NABOKV-L post 0003506, Sun, 22 Nov 1998 11:23:00 -0800

Addendum to Blackwell IVNS MLA Session
Additional abstract for MLA Panel "Reading Nabokov Reading"
Sunday, Dec 27, 9-10.15pm
Chiasmus in 'Ada': 'Ada' in Chiasmus
Russel J. A. Kilbourn, Univ. of Toronto, St. George Campus

'Ada': the name, the title, is palindromic, reading the same backwards
and forwards. Is it possible to read a novel 'backwards'? Is it
possible to reverse the direction of time? In either case, not
literally, perhaps; but this is not the point.
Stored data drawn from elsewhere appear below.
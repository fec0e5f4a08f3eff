//! Background polling of capability proxies.
//!
//! One named thread per world walks every loaded controller's proxies on a
//! fixed interval so that changes made by neighbouring blocks, which the
//! structure never reports itself, are picked up.

use std::any::Any;
use std::panic::{self, AssertUnwindSafe};
use std::sync::atomic::{AtomicU64, Ordering};
use std::sync::Arc;
use std::thread::{self, JoinHandle};
use std::time::{Duration, Instant};

use crossbeam_channel::{unbounded, Receiver, Sender};
use parking_lot::{Condvar, Mutex};
use tracing::{debug, error, info, warn};

use crate::active::ControllerSet;
use crate::capability::PeriodToken;
use crate::config::RegistryConfig;

/// Lifecycle of the scan loop.
#[derive(Debug, Clone, Copy, PartialEq, Eq)]
pub enum ScannerState {
    /// No thread is running.
    Idle,
    /// The loop is ticking.
    Scanning,
    /// Stop was requested; the thread exits after its current tick or sleep.
    Stopping,
}

/// Outcome of one completed pass over the loaded controllers.
#[derive(Debug, Clone, PartialEq, Eq)]
pub struct TickReport {
    pub period: PeriodToken,
    pub controllers: usize,
    pub refreshed: usize,
    pub failures: usize,
}

struct Shared {
    state: Mutex<ScannerState>,
    wake: Condvar,
    period: AtomicU64,
    subscribers: Mutex<Vec<Sender<TickReport>>>,
}

impl Shared {
    fn publish(&self, report: &TickReport) {
        let mut subscribers = self.subscribers.lock();
        subscribers.retain(|sender| sender.send(report.clone()).is_ok());
    }
}

pub struct Scanner {
    shared: Arc<Shared>,
    controllers: ControllerSet,
    interval: Duration,
    thread_name: String,
    handle: Option<JoinHandle<()>>,
}

impl Scanner {
    /// Creates an idle scanner over `controllers`, seeding the period token
    /// at random so tokens from a previous world load are not reused.
    pub fn new(controllers: ControllerSet, config: &RegistryConfig) -> Self {
        Self {
            shared: Arc::new(Shared {
                state: Mutex::new(ScannerState::Idle),
                wake: Condvar::new(),
                period: AtomicU64::new(rand::random()),
                subscribers: Mutex::new(Vec::new()),
            }),
            controllers,
            interval: config.scan_interval(),
            thread_name: config.scanner_thread_name.clone(),
            handle: None,
        }
    }

    pub fn state(&self) -> ScannerState {
        *self.shared.state.lock()
    }

    pub fn is_scanning(&self) -> bool {
        self.state() == ScannerState::Scanning
    }

    /// Token the next tick will be stamped with.
    pub fn period(&self) -> PeriodToken {
        PeriodToken(self.shared.period.load(Ordering::Acquire))
    }

    pub fn interval(&self) -> Duration {
        self.interval
    }

    /// Receives a [`TickReport`] after every completed tick.
    pub fn subscribe(&self) -> Receiver<TickReport> {
        let (sender, receiver) = unbounded();
        self.shared.subscribers.lock().push(sender);
        receiver
    }

    /// Starts the loop. A running loop is left alone and a stopping loop is
    /// told to carry on, so at most one thread ever scans.
    pub fn start(&mut self) {
        {
            let mut state = self.shared.state.lock();
            match *state {
                ScannerState::Scanning => return,
                ScannerState::Stopping => {
                    *state = ScannerState::Scanning;
                    debug!(target: "multiblocked::scanner", "scanner.revived");
                    return;
                }
                ScannerState::Idle => *state = ScannerState::Scanning,
            }
        }

        // An Idle state means any previous thread has already left its loop.
        self.reap();

        let shared = Arc::clone(&self.shared);
        let controllers = self.controllers.clone();
        let interval = self.interval;
        let spawned = thread::Builder::new()
            .name(self.thread_name.clone())
            .spawn(move || run(shared, controllers, interval));

        match spawned {
            Ok(handle) => {
                info!(
                    target: "multiblocked::scanner",
                    interval_ms = interval.as_millis() as u64,
                    "scanner.started"
                );
                self.handle = Some(handle);
            }
            Err(err) => {
                *self.shared.state.lock() = ScannerState::Idle;
                error!(
                    target: "multiblocked::scanner",
                    error = %err,
                    "scanner.spawn_failed"
                );
            }
        }
    }

    /// Asks the loop to exit without waiting for it.
    pub fn stop(&self) {
        let mut state = self.shared.state.lock();
        if *state == ScannerState::Scanning {
            *state = ScannerState::Stopping;
            self.shared.wake.notify_all();
            debug!(target: "multiblocked::scanner", "scanner.stop_requested");
        }
    }

    /// Stops the loop and joins its thread.
    pub fn shutdown(&mut self) {
        self.stop();
        self.reap();
    }

    /// Blocks until the loop has exited or `timeout` elapses.
    pub fn wait_idle(&self, timeout: Duration) -> bool {
        let deadline = Instant::now() + timeout;
        let mut state = self.shared.state.lock();
        while *state != ScannerState::Idle {
            if self.shared.wake.wait_until(&mut state, deadline).timed_out() {
                return *state == ScannerState::Idle;
            }
        }
        true
    }

    /// Runs one pass on the calling thread.
    pub fn scan_now(&self) -> TickReport {
        let report = scan_once(&self.shared, &self.controllers);
        self.shared.publish(&report);
        report
    }

    fn reap(&mut self) {
        if let Some(handle) = self.handle.take() {
            if handle.join().is_err() {
                warn!(target: "multiblocked::scanner", "scanner.thread_panicked");
            }
        }
    }
}

impl Drop for Scanner {
    fn drop(&mut self) {
        self.shutdown();
    }
}

fn run(shared: Arc<Shared>, controllers: ControllerSet, interval: Duration) {
    loop {
        let report = scan_once(&shared, &controllers);
        shared.publish(&report);

        let deadline = Instant::now() + interval;
        let mut state = shared.state.lock();
        while *state == ScannerState::Scanning {
            if shared.wake.wait_until(&mut state, deadline).timed_out() {
                break;
            }
        }
        if *state != ScannerState::Scanning {
            *state = ScannerState::Idle;
            shared.wake.notify_all();
            break;
        }
    }
    debug!(target: "multiblocked::scanner", "scanner.exited");
}

fn scan_once(shared: &Shared, controllers: &ControllerSet) -> TickReport {
    let period = PeriodToken(shared.period.load(Ordering::Acquire));
    let snapshot = controllers.snapshot();
    let mut refreshed = 0;
    let mut failures = 0;

    for controller in &snapshot {
        let walked = panic::catch_unwind(AssertUnwindSafe(|| {
            if controller.has_proxies() {
                controller.proxies()
            } else {
                Vec::new()
            }
        }));
        let proxies = match walked {
            Ok(proxies) => proxies,
            Err(payload) => {
                failures += 1;
                error!(
                    target: "multiblocked::scanner",
                    panic = panic_message(payload.as_ref()),
                    "scanner.controller_panicked"
                );
                continue;
            }
        };

        for proxy in proxies {
            match panic::catch_unwind(AssertUnwindSafe(|| proxy.refresh(period))) {
                Ok(Ok(())) => refreshed += 1,
                Ok(Err(err)) => {
                    failures += 1;
                    error!(
                        target: "multiblocked::scanner",
                        %period,
                        error = %err,
                        "scanner.proxy_failed"
                    );
                }
                Err(payload) => {
                    failures += 1;
                    error!(
                        target: "multiblocked::scanner",
                        %period,
                        panic = panic_message(payload.as_ref()),
                        "scanner.proxy_panicked"
                    );
                }
            }
        }
    }

    shared.period.fetch_add(1, Ordering::AcqRel);
    TickReport {
        period,
        controllers: snapshot.len(),
        refreshed,
        failures,
    }
}

fn panic_message(payload: &(dyn Any + Send)) -> &str {
    if let Some(message) = payload.downcast_ref::<&'static str>() {
        *message
    } else if let Some(message) = payload.downcast_ref::<String>() {
        message.as_str()
    } else {
        "non-string panic payload"
    }
}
A literary structure
like chiasmus allows for a non-linear, dynamic narrative line. As John
Breck's work on the 'shape' of Biblical language convincingly implies,
a non-scriptural text such as a novel can be composed chiastically, or
with chiasmus as a 'structuring principle,' imparting to the work a
'conceptual centre' or thematic fulcrum on either side of which the
text ebbs and flows, toward not the 'beginning' and the 'conclusion'
as much as one end or the other. What signifies in a strange way is
the central point; the ends of the narrative in a sense circle back on
themselves, 'meeting,' in 'Ada''s case, at the parodic 'blurb' which
could as easily begin as conclude Van and Ada's story. The 'conceptual
centre,' on the other hand, is death itself -- easy to miss and
virtually unnoticed by many critics of 'Ada' precisely because its
value in the text is negative: Van and Ada do not die in the space of
the narrative; they 'die,' if they die at all, 'into the book.' But
Van does 'die,' at least twice, in the course of the narrative -- and
yet he doesn't. These forkings in time are presented in such a banal
manner, however -- as literary flourishes -- that they are not
generally accorded any interpretive weight, despite the amount of
space (an entire chapter) given over to questions of temporality, such
as the non-existence of the future. Indeed, what 'future' the world of
'Ada' has is folded back into the text, in the form of the narrative
of a past remembered and written in the present tense. Nor, for that
matter, does the chiastic counterpart to this world ('Antiterra') --
and this is perhaps Nabokov's greatest contributions to the history of
the novel and fictional semantics -- 'exist' within the text except as
'Terra,' a science fiction or symptom pf madness. 'Outside the text'
(but still within it) 'this' world is granted only a shadowy
existence, the distorted reflection in 'Ada''s mirror.

Breck, John. 'The Shape of Biblical Language: Chiasmus in the
Scriptures and Beyond.' Crestwood, NY: St. Vladimir's Seminary Press, 1994.
Nabokov, Vladimir. 'Ada, or Ardor: A Family Chronicle.' NY: Vintage, 1990.